Extended Data Fig. 3: Base-editor screening as a tool to identify point mutants in MEN1.
From: MEN1 mutations mediate clinical resistance to menin inhibition
a) Schematic depicting the workflow of the MEN1-base editor screen performed in MOLM13 (MLL::AF9) and MV4;11 (MLL::AF4) cells. The schematic in a was created using BioRender (https://biorender.com). b) Dot-plot showing the results of a CRISPR-Cas9 base-editor screen in MV4;11 cells aiming to identify point mutations that cause resistance to Menin inhibitor treatment. Each dot represents a single guide RNA. Along the x-axis guide RNAs are sorted by their targeting location relative to the Menin-coding sequence. The y-axis shows differential CRISPR-beta-scores (DMSO-score subtracted from the VTP-50469-treatment score). Outstanding hits are marked in red and targeted amino acid residues are labeled. c) X-ray co-crystal structure of revumenib bound to WT-Menin (PDB: 7UJ4).

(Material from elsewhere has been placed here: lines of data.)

// LogScope - core/chunk.rs
//
// Fixed-size chunked reading with line reassembly.
// Core layer: accepts any `Read`, never opens files itself.
//
// A chunk rarely ends exactly on a newline. The bytes after the last
// newline of a chunk are carried forward and prefixed onto the next chunk,
// so every line reaches the parser exactly once and whole. The carry is
// kept as bytes so a multi-byte UTF-8 sequence split across two chunks is
// decoded only after it has been reassembled.

use crate::core::model::{FileChunk, FileId, RawLine};
use crate::util::constants;
use std::io::{self, Read};

/// Number of chunks a file of `size` bytes splits into.
pub fn total_chunks(size: u64, chunk_size: usize) -> u64 {
    let chunk_size = chunk_size.max(1) as u64;
    size.div_ceil(chunk_size)
}

// =============================================================================
// ChunkReader
// =============================================================================

/// Iterator over sequential fixed-size chunks of a byte stream.
///
/// Every chunk except the last is exactly `chunk_size` bytes long; short
/// reads from the underlying reader are topped up before a chunk is yielded.
pub struct ChunkReader<R> {
    reader: R,
    file_id: FileId,
    chunk_size: usize,
    offset: u64,
    next_index: u64,
    done: bool,
}

impl<R: Read> ChunkReader<R> {
    /// A `chunk_size` of 0 is treated as 1.
    pub fn new(reader: R, file_id: FileId, chunk_size: usize) -> Self {
        Self {
            reader,
            file_id,
            chunk_size: chunk_size.max(1),
            offset: 0,
            next_index: 0,
            done: false,
        }
    }

    /// Bytes consumed from the underlying reader so far.
    pub fn bytes_read(&self) -> u64 {
        self.offset
    }

    /// Read the next chunk, or `Ok(None)` at end of stream.
    pub fn next_chunk(&mut self) -> io::Result<Option<FileChunk>> {
        if self.done {
            return Ok(None);
        }

        let mut data = vec![0u8; self.chunk_size];
        let mut filled = 0;
        while filled < self.chunk_size {
            match self.reader.read(&mut data[filled..]) {
                Ok(0) => break,
                Ok(n) => filled += n,
                Err(e) if e.kind() == io::ErrorKind::Interrupted => continue,
                Err(e) => return Err(e),
            }
        }

        if filled < self.chunk_size {
            self.done = true;
        }
        if filled == 0 {
            return Ok(None);
        }
        data.truncate(filled);

        let start = self.offset;
        self.offset += filled as u64;
        let chunk = FileChunk {
            file_id: self.file_id,
            chunk_index: self.next_index,
            byte_range: start..self.offset,
            data,
        };
        self.next_index += 1;
        Ok(Some(chunk))
    }
}

impl<R: Read> Iterator for ChunkReader<R> {
    type Item = io::Result<FileChunk>;

    fn next(&mut self) -> Option<Self::Item> {
        self.next_chunk().transpose()
    }
}

// =============================================================================
// LineAssembler
// =============================================================================

/// Reassembles complete lines from a sequence of chunks.
#[derive(Debug)]
pub struct LineAssembler {
    file_id: FileId,
    /// Bytes after the last newline of the previous chunk, capped at
    /// `max_line`.
    partial: Vec<u8>,
    /// Bytes of the current line dropped past `max_line`.
    overflow: u64,
    /// Line number the next emitted line will carry.
    next_line: u64,
    max_line: usize,
    expected_chunk: u64,
}

impl LineAssembler {
    pub fn new(file_id: FileId) -> Self {
        Self {
            file_id,
            partial: Vec::new(),
            overflow: 0,
            next_line: 1,
            max_line: constants::MAX_PARTIAL_LINE_BYTES,
            expected_chunk: 0,
        }
    }

    /// Override the per-line byte cap. Bytes past the cap are dropped; the
    /// line is still emitted once, when its newline or EOF arrives.
    pub fn with_max_line(mut self, max_line: usize) -> Self {
        self.max_line = max_line.max(1);
        self
    }

    /// Number of lines emitted so far.
    pub fn lines_emitted(&self) -> u64 {
        self.next_line - 1
    }

    /// Split a chunk into complete lines, carrying the tail forward.
    pub fn push_chunk(&mut self, chunk: &FileChunk) -> Vec<RawLine> {
        debug_assert_eq!(
            chunk.chunk_index, self.expected_chunk,
            "chunks must arrive in order"
        );
        self.expected_chunk = chunk.chunk_index + 1;

        let mut lines = Vec::new();
        let mut rest: &[u8] = &chunk.data;

        while let Some(pos) = rest.iter().position(|&b| b == b'\n') {
            let (head, tail) = rest.split_at(pos);
            self.carry(head);
            lines.push(self.take_line());
            rest = &tail[1..];
        }
        self.carry(rest);

        lines
    }

    /// Emit the final line if the stream did not end with a newline.
    pub fn finish(&mut self) -> Option<RawLine> {
        if self.partial.is_empty() && self.overflow == 0 {
            return None;
        }
        Some(self.take_line())
    }

    fn carry(&mut self, bytes: &[u8]) {
        let room = self.max_line.saturating_sub(self.partial.len());
        let kept = bytes.len().min(room);
        self.partial.extend_from_slice(&bytes[..kept]);
        self.overflow += (bytes.len() - kept) as u64;
    }

    fn take_line(&mut self) -> RawLine {
        if self.overflow > 0 {
            tracing::warn!(
                file_id = self.file_id,
                line = self.next_line,
                kept = self.partial.len(),
                dropped = self.overflow,
                "Line exceeds limit; truncated"
            );
            self.overflow = 0;
        }
        let joined = std::mem::take(&mut self.partial);
        self.make_line(&joined)
    }

    fn make_line(&mut self, bytes: &[u8]) -> RawLine {
        let bytes = bytes.strip_suffix(b"\r").unwrap_or(bytes);
        let line = RawLine {
            file_id: self.file_id,
            line_number: self.next_line,
            text: String::from_utf8_lossy(bytes).into_owned(),
        };
        self.next_line += 1;
        line
    }
}

// =============================================================================
// Driver
// =============================================================================

/// Read a whole stream chunk by chunk, handing each chunk's complete lines
/// to `on_lines` together with the number of bytes consumed so far.
///
/// `on_lines` returns `false` to stop early (e.g. on cancellation); the
/// function then returns without flushing the trailing partial line.
/// Returns the total number of lines delivered.
pub fn read_lines<R, F>(
    reader: R,
    file_id: FileId,
    chunk_size: usize,
    mut on_lines: F,
) -> io::Result<u64>
where
    R: Read,
    F: FnMut(Vec<RawLine>, u64) -> bool,
{
    let mut chunks = ChunkReader::new(reader, file_id, chunk_size);
    let mut assembler = LineAssembler::new(file_id);

    while let Some(chunk) = chunks.next_chunk()? {
        let lines = assembler.push_chunk(&chunk);
        if !on_lines(lines, chunks.bytes_read()) {
            return Ok(assembler.lines_emitted());
        }
    }

    if let Some(last) = assembler.finish() {
        on_lines(vec![last], chunks.bytes_read());
    }
    Ok(assembler.lines_emitted())
}
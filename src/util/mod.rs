// LogScope - util/mod.rs
//
// Utility modules: error types, named constants, logging setup.
// No dependencies on core, app, or platform layers.

pub mod constants;
pub mod error;
pub mod logging;
// LogScope - app/mod.rs
//
// Application layer: worker orchestration, the entry store, analysis runs,
// profile and preset management.
// Dependencies: core, platform.

pub mod analysis;
pub mod coordinator;
pub mod ingest;
pub mod presets;
pub mod profile_mgr;
pub mod store;
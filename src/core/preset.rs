// LogScope - core/preset.rs
//
// Named filter presets: the one piece of state that outlives a session.
// The wire shape is camelCase JSON and must round-trip exactly; storage
// lives in `app::presets`.

use crate::core::filter::{CombineMode, Filter};
use crate::util::constants::PRESET_FILE_VERSION;
use crate::util::error::{PresetError, ValidationError};
use chrono::{DateTime, Utc};
use serde::{Deserialize, Serialize};
use std::collections::HashSet;

#[derive(Debug, Clone, PartialEq, Serialize, Deserialize)]
#[serde(rename_all = "camelCase")]
pub struct FilterPreset {
    pub id: String,
    pub name: String,
    pub filters: Vec<Filter>,
    pub created_at: DateTime<Utc>,
    /// Serialised as `null` until the preset is first applied.
    pub last_used: Option<DateTime<Utc>>,
}

impl FilterPreset {
    /// Create a preset, validating every filter.
    pub fn new(
        id: impl Into<String>,
        name: impl Into<String>,
        filters: Vec<Filter>,
        created_at: DateTime<Utc>,
    ) -> Result<Self, ValidationError> {
        let preset = Self {
            id: id.into(),
            name: name.into(),
            filters,
            created_at,
            last_used: None,
        };
        preset.validate()?;
        Ok(preset)
    }

    /// Re-validate the stored filters, including sibling id uniqueness.
    pub fn validate(&self) -> Result<(), ValidationError> {
        let mut ids = HashSet::new();
        for filter in &self.filters {
            if !ids.insert(filter.id.as_str()) {
                return Err(ValidationError::DuplicateFilterId {
                    filter_id: filter.id.clone(),
                });
            }
            filter.validate()?;
        }
        Ok(())
    }

    /// Wrap the preset as a single SAVED filter with AND semantics.
    pub fn to_saved_filter(&self) -> Result<Filter, ValidationError> {
        Filter::saved(
            &format!("preset:{}", self.id),
            &self.name,
            self.filters.clone(),
            CombineMode::All,
        )
    }

    pub fn mark_used(&mut self, at: DateTime<Utc>) {
        self.last_used = Some(at);
    }
}

/// On-disk container for all presets.
#[derive(Debug, Clone, PartialEq, Serialize, Deserialize)]
pub struct PresetFile {
    pub version: u32,
    #[serde(default)]
    pub presets: Vec<FilterPreset>,
}

impl Default for PresetFile {
    fn default() -> Self {
        Self {
            version: PRESET_FILE_VERSION,
            presets: Vec::new(),
        }
    }
}

impl PresetFile {
    /// Check the schema version and every preset.
    pub fn validate(&self) -> Result<(), PresetError> {
        if self.version != PRESET_FILE_VERSION {
            return Err(PresetError::VersionMismatch {
                found: self.version,
                expected: PRESET_FILE_VERSION,
            });
        }
        for preset in &self.presets {
            preset.validate().map_err(|source| PresetError::Invalid {
                preset_id: preset.id.clone(),
                source,
            })?;
        }
        Ok(())
    }
}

The hydrogen bonds between sulfonamide oxygen of revumenib and indole nitrogen of W346 or sulfonamide nitrogen of revumenib and backbone carbonyl oxygen of M327 are indicated with black dashed lines. Non polar hydrogens are shown for revumenib and the W346. d) X-ray co-crystal structure of Menin in complex with MLL14–15 peptide (PDB: 4GQ6). View corresponds to Extended Data Fig. 3c. Recurrently mutated amino acids are labeled in red. The W346 residue that builds up a strong hydrogen bond with revumenib to stabilize binding of the molecule is marked in blue. e) Alignment of the Menin bound revumenib (PDB: 7UJ4) with Menin bound MLL14–15 peptide (PDB: 4GQ6). Recurrently mutated amino acids are labeled in red. The W346 residue that builds up a strong hydrogen bond with revumenib to stabilize binding of the molecule is marked in blue.